In his prime time speech Wednesday evening, Obama told Americans he was expanding attacks against the group calling itself the “Islamic State”, also known as ISIS or ISIL, by targeting its fighters not just in Iraq but also in Syria. “I will not hesitate to take action against ISIL in Syria as well as Iraq,” Obama said, “This is a core principle of my presidency: If you threaten America, you will find no safe haven.”
Strategically, that makes sense. Speaking to reporters before Obama’s speech, a senior administration official explained, “ISIL is moving with impunity back and forth from Syria to Iraq, and vice versa, each time and from each place gaining arms, gaining manpower, gaining fuel, literally and figuratively, for their fight.”
Legally, however, Obama’s authority to attack ISIS in Syria is on shaky ground. Under the Constitution, Congress decides if and when the U.S. goes to war. In 2002, it authorized President George W. Bush to attack Iraq. That authorization, broadly interpreted, can be read to include the threat ISIS now poses there. But it doesn’t apply to Syria, at least not easily. And the Obama Administration announced this summer that it was no longer using the 2002 authorization to justify its actions.

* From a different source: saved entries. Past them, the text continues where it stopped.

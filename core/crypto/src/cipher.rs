//! Position-keyed XOR transform for encrypted extensions.
//!
//! Entries whose extension is classified as encrypted are stored with every
//! byte XORed against a key stream. The stream restarts at position zero for
//! each entry, and applying the transform twice restores the input, so the
//! same call encrypts on write and decrypts on read.

use crate::keys::{CipherKey, CIPHER_KEY_LENGTH};

/// XOR cipher over a derived key table.
#[derive(Clone, Debug)]
pub struct XorCipher {
    key: CipherKey,
}

impl XorCipher {
    /// Create a cipher from an existing key.
    pub fn new(key: CipherKey) -> Self {
        Self { key }
    }

    /// Create a cipher whose key is derived from `seed`.
    pub fn from_seed(seed: &[u8]) -> Self {
        Self::new(CipherKey::derive(seed))
    }

    /// Key stream byte for an absolute position within an entry.
    #[inline]
    fn stream_byte(&self, position: u64) -> u8 {
        let table = self.key.as_bytes();
        let lap = (position / CIPHER_KEY_LENGTH as u64) as u8;
        table[(position % CIPHER_KEY_LENGTH as u64) as usize].wrapping_add(lap)
    }

    /// Transform `data` in place as if it started at the entry's first byte.
    pub fn apply(&self, data: &mut [u8]) {
        self.apply_at(data, 0);
    }

    /// Transform `data` in place, treating it as the slice of an entry that
    /// begins at `position`.
    pub fn apply_at(&self, data: &mut [u8], position: u64) {
        for (i, byte) in data.iter_mut().enumerate() {
            *byte ^= self.stream_byte(position + i as u64);
        }
    }

    /// Transform a borrowed buffer into a new one.
    pub fn transform(&self, data: &[u8]) -> Vec<u8> {
        let mut out = data.to_vec();
        self.apply(&mut out);
        out
    }
}
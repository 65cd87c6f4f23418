//! Progress and notification channel for long-running operations.
//!
//! The engine announces a maximum once, then ticks strictly upwards to at
//! most that maximum, and resets when the operation ends either way.
//! Observers are called on whatever thread runs the engine; callers that
//! need events elsewhere forward them themselves.

use tracing::{info, warn};

/// One notification.
#[derive(Debug, Clone, PartialEq, Eq)]
pub enum ProgressEvent {
    /// Total number of steps the operation will take.
    MaximumDetermined(u64),
    /// Number of steps completed so far.
    ProgressChanged(u64),
    /// The operation finished or aborted.
    ProgressReset,
    /// Informational or warning text.
    Message(String),
}

/// Receiver of engine notifications. Every method defaults to a no-op.
pub trait ProgressObserver: Send {
    /// Called once per operation with its total step count.
    fn on_maximum_determined(&mut self, _total: u64) {}

    /// Called after each step.
    fn on_progress_changed(&mut self, _current: u64) {}

    /// Called when the operation ends.
    fn on_progress_reset(&mut self) {}

    /// Called with human readable text.
    fn on_message(&mut self, _text: &str) {}
}

/// Log `text` and pass it to the observer.
pub(crate) fn notify(observer: &mut dyn ProgressObserver, text: &str) {
    info!("{}", text);
    observer.on_message(text);
}

/// Log `text` as a warning and pass it to the observer.
pub(crate) fn warn_observer(observer: &mut dyn ProgressObserver, text: &str) {
    warn!("{}", text);
    observer.on_message(text);
}

/// Observer that ignores everything.
#[derive(Debug, Default, Clone, Copy)]
pub struct NullObserver;

impl ProgressObserver for NullObserver {}

impl<F> ProgressObserver for F
where
    F: FnMut(ProgressEvent) + Send,
{
    fn on_maximum_determined(&mut self, total: u64) {
        self(ProgressEvent::MaximumDetermined(total));
    }

    fn on_progress_changed(&mut self, current: u64) {
        self(ProgressEvent::ProgressChanged(current));
    }

    fn on_progress_reset(&mut self) {
        self(ProgressEvent::ProgressReset);
    }

    fn on_message(&mut self, text: &str) {
        self(ProgressEvent::Message(text.to_string()));
    }
}

/// Step counter for one operation.
///
/// Announces the maximum on creation and resets the observer on drop, so
/// every exit path (including `?`) ends with a reset.
pub(crate) struct Ticker<'a> {
    observer: &'a mut dyn ProgressObserver,
    maximum: u64,
    current: u64,
}

impl<'a> Ticker<'a> {
    pub(crate) fn start(observer: &'a mut dyn ProgressObserver, maximum: u64) -> Self {
        observer.on_maximum_determined(maximum);
        Self {
            observer,
            maximum,
            current: 0,
        }
    }

    /// Advance by one step, never past the maximum.
    pub(crate) fn tick(&mut self) {
        if self.current < self.maximum {
            self.current += 1;
            self.observer.on_progress_changed(self.current);
        }
    }

    pub(crate) fn message(&mut self, text: &str) {
        notify(self.observer, text);
    }

    pub(crate) fn warning(&mut self, text: &str) {
        warn_observer(self.observer, text);
    }
}

impl Drop for Ticker<'_> {
    fn drop(&mut self) {
        self.observer.on_progress_reset();
    }
}

#[cfg(test)]
mod tests {
    use super::*;
    use std::sync::{Arc, Mutex};

    #[test]
    fn test_closure_observer_receives_events() {
        let events = Arc::new(Mutex::new(Vec::new()));
        let sink = events.clone();
        let mut observer = move |event: ProgressEvent| sink.lock().unwrap().push(event);

        {
            let mut ticker = Ticker::start(&mut observer, 2);
            ticker.tick();
            ticker.message("halfway");
            ticker.tick();
            ticker.tick();
        }

        assert_eq!(
            *events.lock().unwrap(),
            vec![
                ProgressEvent::MaximumDetermined(2),
                ProgressEvent::ProgressChanged(1),
                ProgressEvent::Message("halfway".to_string()),
                ProgressEvent::ProgressChanged(2),
                ProgressEvent::ProgressReset,
            ]
        );
    }

    #[test]
    fn test_reset_on_early_exit() {
        fn failing(observer: &mut dyn ProgressObserver) -> Result<(), ()> {
            let mut ticker = Ticker::start(observer, 10);
            ticker.tick();
            Err(())
        }

        let mut seen = Vec::new();
        let mut observer = |event: ProgressEvent| seen.push(event);
        assert!(failing(&mut observer).is_err());
        assert_eq!(seen.last(), Some(&ProgressEvent::ProgressReset));
    }
}
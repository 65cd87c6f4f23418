//! Common utilities and types shared across resvault modules.
//!
//! This module provides the error taxonomy used by every crate in the
//! workspace together with the small naming helpers (case policy, extension
//! derivation, legacy code pages) that the index and the engine agree on.

pub mod error;
pub mod types;

pub use error::{Error, IoResultExt, Result};
pub use types::{extension_of, format_size, CasePolicy, TextEncoding};
//! Engine configuration.

use std::fs;
use std::path::{Path, PathBuf};

use serde::{Deserialize, Serialize};

use resvault_common::{CasePolicy, Error, IoResultExt, Result, TextEncoding};

/// Default per-container size ceiling (1 GiB).
pub const DEFAULT_MAX_CONTAINER_SIZE: u64 = 1 << 30;

/// Default code page for names in the index.
pub const DEFAULT_ENCODING: &str = "windows-1252";

/// Default minimum fragment length for partial-name search.
pub const DEFAULT_SEARCH_MIN_LEN: usize = 4;

/// Extensions stored XOR-transformed unless configured otherwise.
pub const DEFAULT_ENCRYPTED_EXTENSIONS: &[&str] = &["rdb", "lua", "cfg", "xml"];

const DEFAULT_CIPHER_SEED: &str = "resvault";

/// Settings an engine is constructed with.
///
/// Every field has a default, so a configuration file only needs to name
/// the values it changes.
#[derive(Debug, Clone, PartialEq, Eq, Serialize, Deserialize)]
#[serde(default)]
pub struct EngineConfig {
    /// Largest number of bytes a container is filled to before a new one
    /// is started. A single larger file still gets a container of its own.
    pub max_container_size: u64,
    /// WHATWG label of the code page used for names in the index.
    pub encoding: String,
    /// Name comparison policy.
    pub case_policy: CasePolicy,
    /// Extensions whose entries are stored XOR-transformed.
    pub encrypted_extensions: Vec<String>,
    /// Seed the cipher key is derived from.
    pub cipher_seed: String,
    /// Copy an existing index to `data.000.bak` before overwriting it.
    pub backup: bool,
    /// Fragments shorter than this are not a search filter.
    pub search_min_len: usize,
    /// Directory exports go to when the caller does not name one.
    pub build_directory: Option<PathBuf>,
}

impl Default for EngineConfig {
    fn default() -> Self {
        Self {
            max_container_size: DEFAULT_MAX_CONTAINER_SIZE,
            encoding: DEFAULT_ENCODING.to_string(),
            case_policy: CasePolicy::default(),
            encrypted_extensions: DEFAULT_ENCRYPTED_EXTENSIONS
                .iter()
                .map(|ext| ext.to_string())
                .collect(),
            cipher_seed: DEFAULT_CIPHER_SEED.to_string(),
            backup: true,
            search_min_len: DEFAULT_SEARCH_MIN_LEN,
            build_directory: None,
        }
    }
}

impl EngineConfig {
    /// Check the configuration and resolve its code page.
    ///
    /// # Errors
    /// - `InvalidInput` for an unknown encoding label
    /// - `InvalidInput` for a zero container ceiling
    pub fn validate(&self) -> Result<TextEncoding> {
        if self.max_container_size == 0 {
            return Err(Error::InvalidInput(
                "max_container_size must be greater than zero".to_string(),
            ));
        }
        TextEncoding::from_label(&self.encoding)
    }

    /// Whether the policy table marks `extension` as encrypted.
    pub fn is_encrypted_extension(&self, extension: &str) -> bool {
        let key = self.case_policy.extension_key(extension);
        self.encrypted_extensions
            .iter()
            .any(|ext| self.case_policy.extension_key(ext) == key)
    }

    /// Serialize configuration to JSON.
    pub fn to_json(&self) -> Result<String> {
        serde_json::to_string_pretty(self).map_err(|e| Error::Serialization(e.to_string()))
    }

    /// Deserialize configuration from JSON.
    pub fn from_json(json: &str) -> Result<Self> {
        serde_json::from_str(json).map_err(|e| Error::Serialization(e.to_string()))
    }

    /// Read a configuration file.
    pub fn load(path: &Path) -> Result<Self> {
        let json = fs::read_to_string(path).with_path("reading config", path)?;
        Self::from_json(&json)
    }

    /// Write a configuration file.
    pub fn save(&self, path: &Path) -> Result<()> {
        fs::write(path, self.to_json()?).with_path("writing config", path)
    }
}

#[cfg(test)]
mod tests {
    use super::*;
    use tempfile::TempDir;

    #[test]
    fn test_defaults() {
        let config = EngineConfig::default();
        assert_eq!(config.max_container_size, 1024 * 1024 * 1024);
        assert_eq!(config.case_policy, CasePolicy::Insensitive);
        assert_eq!(config.search_min_len, 4);
        assert!(config.backup);
        assert_eq!(config.validate().unwrap().label(), "windows-1252");
    }

    #[test]
    fn test_encrypted_extension_lookup() {
        let config = EngineConfig::default();
        assert!(config.is_encrypted_extension("lua"));
        assert!(config.is_encrypted_extension("LUA"));
        assert!(config.is_encrypted_extension(".xml"));
        assert!(!config.is_encrypted_extension("txt"));

        let sensitive = EngineConfig {
            case_policy: CasePolicy::Sensitive,
            ..EngineConfig::default()
        };
        assert!(!sensitive.is_encrypted_extension("LUA"));
    }

    #[test]
    fn test_validate_rejects_bad_values() {
        let config = EngineConfig {
            encoding: "klingon".to_string(),
            ..EngineConfig::default()
        };
        assert!(matches!(config.validate(), Err(Error::InvalidInput(_))));

        let config = EngineConfig {
            max_container_size: 0,
            ..EngineConfig::default()
        };
        assert!(matches!(config.validate(), Err(Error::InvalidInput(_))));
    }

    #[test]
    fn test_partial_json_uses_defaults() {
        let config =
            EngineConfig::from_json(r#"{ "max_container_size": 64, "case_policy": "sensitive" }"#)
                .unwrap();
        assert_eq!(config.max_container_size, 64);
        assert_eq!(config.case_policy, CasePolicy::Sensitive);
        assert_eq!(config.encoding, DEFAULT_ENCODING);

        assert!(matches!(
            EngineConfig::from_json("{ not json"),
            Err(Error::Serialization(_))
        ));
    }

    #[test]
    fn test_config_file_roundtrip() {
        let temp = TempDir::new().unwrap();
        let path = temp.path().join("resvault.json");

        let config = EngineConfig {
            encoding: "euc-kr".to_string(),
            build_directory: Some(temp.path().join("out")),
            ..EngineConfig::default()
        };
        config.save(&path).unwrap();

        assert_eq!(EngineConfig::load(&path).unwrap(), config);
    }
}
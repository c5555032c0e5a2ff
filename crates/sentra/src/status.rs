use std::fmt;
use std::path::{Path, PathBuf};

/// Outcome of one transfer request.
///
/// Produced exactly once per request and handed back to the caller, which
/// decides the downstream action: skip, enqueue correction, or log and
/// abandon. This is the whole contract; no error type crosses the session
/// boundary.
#[derive(Debug, Clone, PartialEq, Eq)]
pub enum TransferStatus {
    /// The payload was downloaded and validated.
    Success(PathBuf),

    /// A non-empty file already sat at the target path; the network was
    /// never contacted.
    AlreadyExists(PathBuf),

    /// The transfer failed. `reason` is a stable label callers can match
    /// on; `detail` carries the underlying diagnostic when there is one.
    Failure {
        reason: String,
        detail: Option<String>,
    },
}

impl TransferStatus {
    pub fn is_success(&self) -> bool {
        matches!(self, TransferStatus::Success(_))
    }

    /// The artifact on disk, for the outcomes that produced or found one.
    pub fn payload(&self) -> Option<&Path> {
        match self {
            TransferStatus::Success(path) | TransferStatus::AlreadyExists(path) => Some(path),
            TransferStatus::Failure { .. } => None,
        }
    }

    pub(crate) fn failure(reason: impl Into<String>, detail: Option<String>) -> Self {
        TransferStatus::Failure {
            reason: reason.into(),
            detail,
        }
    }
}

impl fmt::Display for TransferStatus {
    fn fmt(&self, f: &mut fmt::Formatter<'_>) -> fmt::Result {
        match self {
            TransferStatus::Success(path) => write!(f, "success: {}", path.display()),
            TransferStatus::AlreadyExists(path) => {
                write!(f, "already exists: {}", path.display())
            }
            TransferStatus::Failure {
                reason,
                detail: Some(detail),
            } => write!(f, "failed: {reason} ({detail})"),
            TransferStatus::Failure { reason, .. } => write!(f, "failed: {reason}"),
        }
    }
}
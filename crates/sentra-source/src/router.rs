use std::path::Path;
use std::sync::Arc;

use serde::Deserialize;
use tokio::sync::Semaphore;
use tracing::info;

use sentra_fetch::{AuthScheme, Downloaded, DownloadOptions, StreamingDownloader};

use crate::endpoint::ProviderEndpoint;
use crate::error::SourceError;
use crate::product::ProductRecord;

/// The ESA catalog caps an account at two concurrent downloads.
pub const ESA_MAX_CONCURRENT: usize = 2;

/// Which configured provider a request wants.
#[derive(Debug, Clone, Copy, PartialEq, Eq, Default, Deserialize)]
#[serde(rename_all = "snake_case")]
pub enum SourcePreference {
    #[default]
    Primary,
    Secondary,
}

/// Routes one request to one configured provider.
///
/// The primary/secondary assignment is static per deployment. `resolve`
/// picks an endpoint once from the request's preference label and `fetch`
/// runs the transfer against it; a failure on one provider is reported,
/// not silently retried on the other.
#[derive(Debug)]
pub struct SourceRouter {
    primary: ProviderEndpoint,
    secondary: Option<ProviderEndpoint>,
    downloader: StreamingDownloader,
    permits: Option<Arc<Semaphore>>,
}

impl SourceRouter {
    /// Build a router over the configured endpoints.
    ///
    /// Concurrent fetches through this router are capped at
    /// [`ESA_MAX_CONCURRENT`] by default; see [`SourceRouter::max_concurrent`].
    pub fn new(
        primary: ProviderEndpoint,
        secondary: Option<ProviderEndpoint>,
    ) -> Result<Self, SourceError> {
        let downloader = StreamingDownloader::new().map_err(SourceError::Transport)?;
        Ok(Self {
            primary,
            secondary,
            downloader,
            permits: Some(Arc::new(Semaphore::new(ESA_MAX_CONCURRENT))),
        })
    }

    /// Override the concurrency cap; `None` removes it entirely for
    /// callers that coordinate their own limit.
    #[must_use]
    pub fn max_concurrent(mut self, limit: Option<usize>) -> Self {
        self.permits = limit.map(|n| Arc::new(Semaphore::new(n.max(1))));
        self
    }

    /// Swap in a preconfigured downloader (custom client, tests).
    #[must_use]
    pub fn with_downloader(mut self, downloader: StreamingDownloader) -> Self {
        self.downloader = downloader;
        self
    }

    /// Pick the endpoint for a preference label. Selection happens once
    /// per request; there is no failover to the other endpoint.
    pub fn resolve(&self, preference: SourcePreference) -> Result<&ProviderEndpoint, SourceError> {
        match preference {
            SourcePreference::Primary => Ok(&self.primary),
            SourcePreference::Secondary => self.secondary.as_ref().ok_or(SourceError::NoSecondary),
        }
    }

    /// Stream the full product archive from `endpoint` to `destination`.
    pub async fn fetch(
        &self,
        endpoint: &ProviderEndpoint,
        record: &ProductRecord,
        destination: &Path,
        options: &DownloadOptions,
    ) -> Result<Downloaded, SourceError> {
        let url = endpoint.download_url(record)?;
        self.fetch_url(endpoint, url, destination, options).await
    }

    /// Stream the product's preview image from `endpoint` to `destination`.
    pub async fn fetch_preview(
        &self,
        endpoint: &ProviderEndpoint,
        record: &ProductRecord,
        destination: &Path,
        options: &DownloadOptions,
    ) -> Result<Downloaded, SourceError> {
        let url = endpoint.preview_url(record)?;
        self.fetch_url(endpoint, url, destination, options).await
    }

    async fn fetch_url(
        &self,
        endpoint: &ProviderEndpoint,
        url: String,
        destination: &Path,
        options: &DownloadOptions,
    ) -> Result<Downloaded, SourceError> {
        let _permit = match &self.permits {
            // The semaphore is never closed, so acquire cannot fail.
            Some(permits) => permits.acquire().await.ok(),
            None => None,
        };

        info!(provider = endpoint.name(), url, "fetching");

        let url = match endpoint.auth_scheme() {
            AuthScheme::Basic => url,
            AuthScheme::SignedRedirect => self
                .downloader
                .resolve_redirect(&url, options.request_timeout)
                .await
                .map_err(SourceError::classify)?,
        };

        self.downloader
            .stream(&url, destination, Some(endpoint.credentials()), options)
            .await
            .map_err(SourceError::classify)
    }
}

Instead, Obama claims he has authority to bomb ISIS in Syria under the Sept. 14, 2001 authorization from Congress following the 9/11 attacks. In the call with reporters, Obama’s senior administration official said, “We believe that he can rely on the 2001 AUMF [Authorization for Use of Military Force] as statutory authority for the military airstrike operations he is directing against ISIL.”
That joint resolution gave the president the power to “use all necessary and appropriate force against those nations, organizations, or persons he determines planned, authorized, committed or aided the terrorist attacks that occurred on September 11, 2001, or harbored such organizations or persons, in order to prevent any future acts of international terrorism against the United States by such nations, organizations or persons.”
A variety of legal scholars on the left and the right, including Obama himself, have argued that authorization is too broad and needs to be rewritten so it doesn’t give eternal war-fighting power to all future presidents. And as Jack Goldsmith writes for TIME today, it’s a stretch for Obama to claim it applies to ISIS, given that ISIS and al Qaeda split earlier this year.
According to a 2012 speech by Jeh Johnson, the Secretary of Homeland Security who previously served as Obama’s top lawyer at the Department of Defense, there are two characteristics that a group must have to be considered an “associated force” with al Qaeda under the 2001 authorization. First they must be “an organized, armed group that has entered the fight alongside al Qaeda,” and second, the group “is a co-belligerent with al Qaeda in hostilities against the United States or its coalition partners.” The White House has yet to release to Congress or the public any detailed analysis of their determination that the Islamic state meets these standards.
If Obama is breaking the law, don’t expect much to come of it in the short term. The consequences of Obama’s legal interpretation, beyond his own discomfort, are not likely very great. The Bush administration showed the bar for legally constraining presidential counterterrorist actions is high, and even when it is surmounted there are little or no penalties. Politically, the president has nothing to fear: no matter how angry they are about the new effort against ISIS, the left wing of Obama’s party isn’t going to impeach him, and the right won’t either, at least not for going after Islamic extremists.
In the long term, perhaps Obama’s legal legerdemain will boost those who want to come up with new, clearer legal frameworks for international counterterrorism operations. But for now Obama, like Bush before him, seems determined to act without them.